YOUR GOAL - Report only the number of lines in the records that contain the word "first".

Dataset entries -
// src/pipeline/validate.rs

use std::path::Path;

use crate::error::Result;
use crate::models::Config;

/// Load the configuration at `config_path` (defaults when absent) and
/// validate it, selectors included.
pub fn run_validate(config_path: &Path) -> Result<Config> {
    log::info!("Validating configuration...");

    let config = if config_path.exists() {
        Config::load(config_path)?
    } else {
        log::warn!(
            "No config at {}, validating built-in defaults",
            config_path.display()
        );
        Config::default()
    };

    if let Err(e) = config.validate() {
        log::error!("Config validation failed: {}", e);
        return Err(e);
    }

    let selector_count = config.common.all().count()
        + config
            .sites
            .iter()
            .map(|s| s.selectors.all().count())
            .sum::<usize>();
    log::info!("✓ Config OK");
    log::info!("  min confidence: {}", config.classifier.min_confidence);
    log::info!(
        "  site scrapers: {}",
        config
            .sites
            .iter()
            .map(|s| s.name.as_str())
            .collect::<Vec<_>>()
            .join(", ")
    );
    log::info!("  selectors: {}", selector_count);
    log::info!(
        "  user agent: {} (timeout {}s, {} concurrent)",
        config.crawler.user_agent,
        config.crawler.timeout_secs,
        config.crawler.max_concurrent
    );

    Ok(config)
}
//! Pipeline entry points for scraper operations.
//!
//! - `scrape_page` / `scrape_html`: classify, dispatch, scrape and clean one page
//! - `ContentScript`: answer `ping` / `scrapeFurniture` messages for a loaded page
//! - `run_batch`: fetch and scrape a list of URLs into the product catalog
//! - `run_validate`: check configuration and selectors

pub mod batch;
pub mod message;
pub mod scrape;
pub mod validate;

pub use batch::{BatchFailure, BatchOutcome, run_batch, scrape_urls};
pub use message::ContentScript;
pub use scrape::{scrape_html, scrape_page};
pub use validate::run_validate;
* * *
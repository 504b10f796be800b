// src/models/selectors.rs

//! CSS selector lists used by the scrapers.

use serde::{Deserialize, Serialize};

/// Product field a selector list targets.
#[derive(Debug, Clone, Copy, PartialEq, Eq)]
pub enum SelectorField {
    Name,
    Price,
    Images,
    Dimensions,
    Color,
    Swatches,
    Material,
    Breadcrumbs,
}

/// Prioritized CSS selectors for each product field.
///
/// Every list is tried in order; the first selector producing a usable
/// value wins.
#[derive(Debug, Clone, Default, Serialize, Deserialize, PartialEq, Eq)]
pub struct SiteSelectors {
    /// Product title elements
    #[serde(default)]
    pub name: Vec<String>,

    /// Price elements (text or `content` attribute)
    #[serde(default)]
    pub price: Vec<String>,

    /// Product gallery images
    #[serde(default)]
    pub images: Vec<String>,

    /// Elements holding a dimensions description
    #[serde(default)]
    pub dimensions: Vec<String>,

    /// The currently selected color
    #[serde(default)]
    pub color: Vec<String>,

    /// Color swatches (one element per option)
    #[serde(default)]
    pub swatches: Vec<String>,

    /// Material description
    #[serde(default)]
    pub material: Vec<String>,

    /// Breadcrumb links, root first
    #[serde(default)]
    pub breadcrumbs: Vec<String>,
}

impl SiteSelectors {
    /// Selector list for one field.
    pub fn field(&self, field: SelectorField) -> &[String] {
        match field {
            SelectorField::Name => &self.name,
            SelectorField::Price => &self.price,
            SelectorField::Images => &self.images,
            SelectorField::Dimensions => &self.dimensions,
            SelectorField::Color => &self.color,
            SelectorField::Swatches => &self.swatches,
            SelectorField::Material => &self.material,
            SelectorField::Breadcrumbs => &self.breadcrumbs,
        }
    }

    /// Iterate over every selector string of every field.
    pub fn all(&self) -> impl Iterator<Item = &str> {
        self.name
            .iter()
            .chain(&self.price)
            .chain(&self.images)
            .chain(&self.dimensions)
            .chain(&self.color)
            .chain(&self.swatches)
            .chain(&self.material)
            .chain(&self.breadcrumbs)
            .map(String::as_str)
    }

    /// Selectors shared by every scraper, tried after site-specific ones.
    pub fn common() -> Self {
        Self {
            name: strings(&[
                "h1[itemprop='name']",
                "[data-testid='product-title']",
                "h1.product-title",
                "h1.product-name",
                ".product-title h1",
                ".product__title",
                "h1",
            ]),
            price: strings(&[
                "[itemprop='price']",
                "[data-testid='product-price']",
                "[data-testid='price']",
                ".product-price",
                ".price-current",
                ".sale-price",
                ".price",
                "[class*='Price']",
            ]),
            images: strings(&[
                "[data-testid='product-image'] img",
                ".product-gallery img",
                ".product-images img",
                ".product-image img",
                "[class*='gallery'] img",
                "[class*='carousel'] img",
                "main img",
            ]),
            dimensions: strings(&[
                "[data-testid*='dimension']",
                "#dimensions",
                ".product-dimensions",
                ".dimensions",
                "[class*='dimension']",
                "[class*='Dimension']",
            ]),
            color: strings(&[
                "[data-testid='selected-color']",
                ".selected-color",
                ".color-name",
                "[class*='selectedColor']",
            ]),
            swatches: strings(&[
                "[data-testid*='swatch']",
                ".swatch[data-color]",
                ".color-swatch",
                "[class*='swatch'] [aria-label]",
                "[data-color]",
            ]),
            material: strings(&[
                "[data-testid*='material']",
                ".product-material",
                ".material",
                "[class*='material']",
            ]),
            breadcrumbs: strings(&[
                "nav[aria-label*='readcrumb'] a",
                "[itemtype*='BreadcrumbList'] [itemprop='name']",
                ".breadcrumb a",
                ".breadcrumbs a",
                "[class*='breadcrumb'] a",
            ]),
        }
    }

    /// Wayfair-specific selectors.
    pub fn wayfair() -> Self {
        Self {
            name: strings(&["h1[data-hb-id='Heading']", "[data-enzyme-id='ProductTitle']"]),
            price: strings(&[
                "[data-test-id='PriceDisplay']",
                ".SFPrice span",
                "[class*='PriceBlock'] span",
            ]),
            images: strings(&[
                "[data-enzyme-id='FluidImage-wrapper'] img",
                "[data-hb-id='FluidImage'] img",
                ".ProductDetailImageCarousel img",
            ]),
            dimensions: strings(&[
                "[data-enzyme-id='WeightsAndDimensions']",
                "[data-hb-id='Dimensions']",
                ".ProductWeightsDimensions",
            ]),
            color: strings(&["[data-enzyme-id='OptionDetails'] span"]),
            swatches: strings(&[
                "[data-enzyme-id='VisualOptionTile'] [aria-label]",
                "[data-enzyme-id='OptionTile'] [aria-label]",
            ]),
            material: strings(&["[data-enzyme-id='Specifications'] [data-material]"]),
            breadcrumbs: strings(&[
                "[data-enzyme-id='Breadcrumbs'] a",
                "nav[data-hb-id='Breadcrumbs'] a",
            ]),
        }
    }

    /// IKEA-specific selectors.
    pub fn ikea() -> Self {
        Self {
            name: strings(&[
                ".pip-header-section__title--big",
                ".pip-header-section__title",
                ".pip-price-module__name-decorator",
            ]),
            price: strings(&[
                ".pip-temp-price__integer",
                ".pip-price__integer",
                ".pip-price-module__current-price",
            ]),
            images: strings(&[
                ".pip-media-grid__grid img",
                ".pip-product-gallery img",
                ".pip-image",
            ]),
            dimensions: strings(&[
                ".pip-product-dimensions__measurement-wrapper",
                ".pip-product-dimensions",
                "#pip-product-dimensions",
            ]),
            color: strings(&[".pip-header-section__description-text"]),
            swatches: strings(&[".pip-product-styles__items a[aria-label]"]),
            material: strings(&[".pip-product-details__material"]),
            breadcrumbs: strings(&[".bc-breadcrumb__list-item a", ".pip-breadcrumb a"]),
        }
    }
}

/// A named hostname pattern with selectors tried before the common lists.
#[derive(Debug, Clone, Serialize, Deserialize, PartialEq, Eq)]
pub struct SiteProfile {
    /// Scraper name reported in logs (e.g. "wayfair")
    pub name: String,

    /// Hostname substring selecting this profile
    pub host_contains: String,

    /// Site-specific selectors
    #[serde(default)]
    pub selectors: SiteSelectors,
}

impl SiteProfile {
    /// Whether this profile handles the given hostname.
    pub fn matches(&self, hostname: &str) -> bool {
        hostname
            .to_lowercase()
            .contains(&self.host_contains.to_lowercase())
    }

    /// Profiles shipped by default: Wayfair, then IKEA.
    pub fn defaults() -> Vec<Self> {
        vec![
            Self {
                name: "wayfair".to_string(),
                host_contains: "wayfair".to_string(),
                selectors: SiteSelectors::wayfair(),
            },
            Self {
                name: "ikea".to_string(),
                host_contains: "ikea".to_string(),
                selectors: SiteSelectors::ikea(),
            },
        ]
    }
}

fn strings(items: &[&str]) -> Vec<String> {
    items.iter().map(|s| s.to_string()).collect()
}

ANSWER TO THIS EXERCISE - 2